Die Klägerin kann sich auch nicht mit Erfolg auf das Urteil des Amtsgerichts Frankfurt vom 12.05.2003 berufen, da dieses - worauf die Beklagte bereits hingewiesen hat - nicht zum Recht der GKV, sondern zur beamtenrechtlichen Fürsorge ergangen ist. Der strenge Maßstab des SGB V zur Erstattungsfähigkeit von Arzneimitteln kommt dort nicht zum Tragen. Darauf kann sich die Klägerin in ihrem Rechtsverhältnis zur Beklagten jedoch nicht berufen.

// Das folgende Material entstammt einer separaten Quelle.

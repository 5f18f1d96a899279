pub mod access;
pub mod confirm;
pub mod paging;
pub mod payload;
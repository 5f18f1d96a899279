//! # fleet-api
//!
//! Typed HTTP client for the FleetOps records backend.
//!
//! Wraps `reqwest` with bearer-token injection (from `fleet-auth`), the
//! `{ success, data, message }` response envelope, and one module of typed
//! endpoints per record family:
//! - vehicle maintenance log
//! - vehicle maintenance request
//! - vehicle movement register
//! - monthly vehicle maintenance checklist
//! - daily vehicle inspection
//! - employee activity report
//! - daily site report

pub mod activity_report;
pub mod auth;
pub mod daily_inspection;
pub mod maintenance_log;
pub mod maintenance_request;
pub mod monthly_checklist;
pub mod movement_register;
pub mod site_report;

mod envelope;
mod error;
mod http;

pub use envelope::Envelope;
pub use error::ApiError;

use serde::Serialize;
use serde::de::DeserializeOwned;

use crate::http::check_response;

/// HTTP client for the records backend.
///
/// One instance is shared across all endpoint modules; the bearer token is
/// resolved per request so a fresh sign-in takes effect without rebuilding
/// the client.
#[derive(Debug)]
pub struct ApiClient {
    http: reqwest::Client,
    base: String,
}

impl ApiClient {
    /// Create a client for the backend at `base_url`.
    ///
    /// Trailing slashes on `base_url` are trimmed so endpoint paths can be
    /// concatenated directly.
    ///
    /// # Panics
    ///
    /// Panics if the underlying `reqwest::Client` fails to build.
    #[must_use]
    pub fn new(base_url: &str, timeout_secs: u64) -> Self {
        let mut headers = reqwest::header::HeaderMap::new();
        headers.insert(
            reqwest::header::ACCEPT,
            reqwest::header::HeaderValue::from_static("application/json"),
        );

        Self {
            http: reqwest::Client::builder()
                .user_agent("fleetops/0.1")
                .default_headers(headers)
                .timeout(std::time::Duration::from_secs(timeout_secs))
                .build()
                .expect("reqwest client should build"),
            base: base_url.trim_end_matches('/').to_string(),
        }
    }

    fn url(&self, path: &str) -> String {
        format!("{}{path}", self.base)
    }

    fn authorized(&self, request: reqwest::RequestBuilder) -> reqwest::RequestBuilder {
        match fleet_auth::resolve_token() {
            Some(token) => request.bearer_auth(token),
            None => request,
        }
    }

    /// GET `path` and unwrap the envelope's `data`.
    pub(crate) async fn get_data<T: DeserializeOwned>(&self, path: &str) -> Result<T, ApiError> {
        let resp = self.authorized(self.http.get(self.url(path))).send().await?;
        let resp = check_response(resp).await?;
        let envelope: Envelope<T> = resp.json().await?;
        envelope.into_data()
    }

    /// POST `body` to `path` and unwrap the envelope's `data`.
    pub(crate) async fn post_data<B, T>(&self, path: &str, body: &B) -> Result<T, ApiError>
    where
        B: Serialize + Sync,
        T: DeserializeOwned,
    {
        let resp = self
            .authorized(self.http.post(self.url(path)).json(body))
            .send()
            .await?;
        let resp = check_response(resp).await?;
        let envelope: Envelope<T> = resp.json().await?;
        envelope.into_data()
    }

    /// POST `body` to `path` and unwrap the envelope's `message`.
    pub(crate) async fn post_message<B>(&self, path: &str, body: &B) -> Result<String, ApiError>
    where
        B: Serialize + Sync,
    {
        let resp = self
            .authorized(self.http.post(self.url(path)).json(body))
            .send()
            .await?;
        let resp = check_response(resp).await?;
        let envelope: Envelope<serde_json::Value> = resp.json().await?;
        envelope.into_message()
    }

    /// PUT `body` to `path` and unwrap the envelope's `data`.
    pub(crate) async fn put_data<B, T>(&self, path: &str, body: &B) -> Result<T, ApiError>
    where
        B: Serialize + Sync,
        T: DeserializeOwned,
    {
        let resp = self
            .authorized(self.http.put(self.url(path)).json(body))
            .send()
            .await?;
        let resp = check_response(resp).await?;
        let envelope: Envelope<T> = resp.json().await?;
        envelope.into_data()
    }

    /// DELETE `path`, succeeding when the envelope reports success.
    pub(crate) async fn delete_record(&self, path: &str) -> Result<(), ApiError> {
        let resp = self
            .authorized(self.http.delete(self.url(path)))
            .send()
            .await?;
        let resp = check_response(resp).await?;
        let envelope: Envelope<serde_json::Value> = resp.json().await?;
        envelope.into_message().map(|_| ())
    }
}

#[cfg(test)]
mod tests {
    use super::*;

    #[test]
    fn base_url_trailing_slash_is_trimmed() {
        let client = ApiClient::new("https://api.example.com/", 10);
        assert_eq!(
            client.url("/auth/sign_in"),
            "https://api.example.com/auth/sign_in"
        );
    }

    #[test]
    fn paths_concatenate_without_double_slash() {
        let client = ApiClient::new("https://api.example.com", 10);
        assert_eq!(
            client.url("/vehicle-maintenance-log/get_vehicle_maintenance_log_form"),
            "https://api.example.com/vehicle-maintenance-log/get_vehicle_maintenance_log_form"
        );
    }
}
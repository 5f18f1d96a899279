use chrono::{DateTime, NaiveDate, Utc};
use schemars::JsonSchema;
use serde::{Deserialize, Serialize};

use crate::entities::Keyed;
use crate::errors::CoreError;
use crate::validate;

/// One row of a monthly checklist. `status` uses the wire codes
/// [`crate::enums::ITEM_OK`] / [`crate::enums::ITEM_NOT_OK`].
#[derive(Debug, Clone, Serialize, Deserialize, JsonSchema, PartialEq, Eq)]
pub struct ChecklistItem {
    pub item: String,
    pub status: u8,
    pub remark: String,
}

/// Payload of the monthly vehicle maintenance checklist form.
#[derive(Debug, Clone, Serialize, Deserialize, JsonSchema, PartialEq, Eq)]
pub struct MonthlyChecklistDraft {
    pub veh_name: String,
    pub date: NaiveDate,
    pub checked_by: String,
    pub current_mileage: u32,
    pub date_of_last_oil_change: NaiveDate,
    pub date_of_last_oil_filter_change: NaiveDate,
    pub date_of_last_air_filter_change: NaiveDate,
    pub date_of_carbin_filter_change: NaiveDate,
    pub date_engine_tune_up: NaiveDate,
    pub mileage_of_last_oil_change: u32,
    pub mileage_of_last_air_filter_change: u32,
    pub mileage_of_last_tire_rotation: u32,
    pub checklist_items: Vec<ChecklistItem>,
    pub performed_by_user: String,
}

impl MonthlyChecklistDraft {
    /// # Errors
    ///
    /// Returns [`CoreError::Validation`] naming the first failing field.
    /// The checklist must contain at least one item and every item status
    /// must be a known wire code.
    pub fn validate(&self) -> Result<(), CoreError> {
        validate::require("veh_name", &self.veh_name)?;
        validate::require("checked_by", &self.checked_by)?;
        validate::require_positive("current_mileage", f64::from(self.current_mileage))?;
        validate::require_items("checklist_items", &self.checklist_items)?;
        for entry in &self.checklist_items {
            validate::require("checklist item name", &entry.item)?;
            validate::require_status_code(&entry.item, entry.status)?;
        }
        Ok(())
    }
}

/// A stored monthly checklist record.
#[derive(Debug, Clone, Serialize, Deserialize, JsonSchema, PartialEq, Eq)]
pub struct MonthlyChecklist {
    #[serde(rename = "_id")]
    pub id: String,
    #[serde(rename = "createdAt", default, skip_serializing_if = "Option::is_none")]
    pub created_at: Option<DateTime<Utc>>,
    #[serde(flatten)]
    pub draft: MonthlyChecklistDraft,
}

impl Keyed for MonthlyChecklist {
    fn record_id(&self) -> &str {
        &self.id
    }
}
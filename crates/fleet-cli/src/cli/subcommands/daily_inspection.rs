use clap::Subcommand;
use std::path::PathBuf;

/// Daily vehicle inspection commands.
///
/// Inspection items are grouped by vehicle area, so create and update read a
/// JSON file. `flt template daily_inspection` prints a starter payload.
#[derive(Clone, Debug, Subcommand)]
pub enum DailyInspectionCommands {
    /// Create an inspection from a JSON payload file.
    Create {
        /// Path to the JSON payload (`-` for stdin).
        #[arg(long)]
        file: PathBuf,
    },
    /// Get one inspection by id.
    Get { id: String },
    /// List inspections.
    List {
        /// 1-based page number.
        #[arg(long, default_value_t = 1)]
        page: u32,
    },
    /// Replace an inspection with a JSON payload file.
    Update {
        id: String,
        /// Path to the JSON payload (`-` for stdin).
        #[arg(long)]
        file: PathBuf,
    },
    /// Delete an inspection by id.
    Delete { id: String },
}
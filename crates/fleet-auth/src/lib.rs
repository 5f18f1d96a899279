//! # fleet-auth
//!
//! Bearer token storage and session management for the FleetOps CLI.
//!
//! Provides OS keychain token storage (`keyring`) with env-var and file
//! fallbacks, plus a pending-email cache for the sign-up OTP flow.

pub mod error;
pub mod pending;
pub mod token_store;

pub use error::AuthError;
pub use token_store::TokenSource;

/// Resolve the best available auth token.
///
/// Priority: keyring → env var → file.
#[must_use]
pub fn resolve_token() -> Option<String> {
    token_store::load()
}

/// Clear stored credentials.
///
/// # Errors
///
/// Returns `AuthError::TokenStoreError` if the credentials file cannot be removed.
pub fn logout() -> Result<(), AuthError> {
    token_store::delete()
}
//! Configuration error types.

use thiserror::Error;

#[derive(Debug, Error)]
pub enum ConfigError {
    /// Figment extraction or merge error.
    #[error("Configuration error: {0}")]
    Figment(#[from] figment::Error),

    /// A required configuration section is not configured.
    #[error("Configuration section '{section}' is not configured (missing required fields)")]
    NotConfigured { section: String },
}
//! Vehicle maintenance request endpoints.
//!
//! Unlike most record families, the list endpoint here uses the backend's
//! `get_all_` prefix rather than the bare `get_` path.

use fleet_core::entities::{MaintenanceRequest, MaintenanceRequestDraft};

use crate::{ApiClient, error::ApiError};

impl ApiClient {
    /// Submit a new maintenance request.
    ///
    /// # Errors
    ///
    /// Returns [`ApiError`] if the request fails or the backend rejects the
    /// payload.
    pub async fn create_maintenance_request(
        &self,
        draft: &MaintenanceRequestDraft,
    ) -> Result<MaintenanceRequest, ApiError> {
        self.post_data(
            "/vehicle-maintenance-req-form/create_vehicle_maintenance_req_form",
            draft,
        )
        .await
    }

    /// Fetch a single maintenance request by id.
    ///
    /// # Errors
    ///
    /// Returns [`ApiError`] if the request fails or no record matches `id`.
    pub async fn get_maintenance_request(&self, id: &str) -> Result<MaintenanceRequest, ApiError> {
        self.get_data(&format!(
            "/vehicle-maintenance-req-form/get_vehicle_maintenance_req_form/{}",
            urlencoding::encode(id)
        ))
        .await
    }

    /// Fetch every maintenance request.
    ///
    /// # Errors
    ///
    /// Returns [`ApiError`] if the request fails.
    pub async fn list_maintenance_requests(&self) -> Result<Vec<MaintenanceRequest>, ApiError> {
        self.get_data("/vehicle-maintenance-req-form/get_all_vehicle_maintenance_req_form")
            .await
    }

    /// Replace the maintenance request at `id` with `draft`.
    ///
    /// # Errors
    ///
    /// Returns [`ApiError`] if the request fails or the backend rejects the
    /// payload.
    pub async fn update_maintenance_request(
        &self,
        id: &str,
        draft: &MaintenanceRequestDraft,
    ) -> Result<MaintenanceRequest, ApiError> {
        self.put_data(
            &format!(
                "/vehicle-maintenance-req-form/update_vehicle_maintenance_req_form/{}",
                urlencoding::encode(id)
            ),
            draft,
        )
        .await
    }

    /// Delete the maintenance request at `id`, resolving to the deleted id.
    ///
    /// # Errors
    ///
    /// Returns [`ApiError`] if the request fails.
    pub async fn delete_maintenance_request(&self, id: &str) -> Result<String, ApiError> {
        self.delete_record(&format!(
            "/vehicle-maintenance-req-form/delete_vehicle_maintenance_req_form/{}",
            urlencoding::encode(id)
        ))
        .await?;
        Ok(id.to_string())
    }
}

Das BSG hat in seinem Urteil vom 08.11.2011 (a.a.O.) schließlich nochmals ausdrücklich festgestellt, dass die gesetzliche Konzeption, Lebensmittel innerhalb der GKV der Eigenverantwortung des Versicherten zuzuweisen, nicht zu unzumutbaren, verfassungsrechtlich nicht hinnehmbaren Belastungen des Versicherten führt. Ein Anspruch gegen die GKV besteht danach selbst dann nicht, wenn ein Versicherter nicht hinreichend leistungsfähig ist, sich selbst mit Lebensmitteln und einfacher Diätnahrung zu versorgen, wenn dies zur Vermeidung schwerwiegender Störungen oder des Todes unverzichtbar ist. Das BSG verweist auch für diese Fälle auf die gesetzlichen Ansprüche gegen die Sozialleistungsträger, zu deren Aufgaben die Existenzsicherung des Einzelnen im Falle der Bedürftigkeit zähle.

Die Berufung der Klägerin konnte deshalb keinen Erfolg haben.

Die Kostenentscheidung beruht auf § 193 SGG.

Gründe für die Zulassung der Revision bestehen nicht (§ 160 Abs. 2 SGG).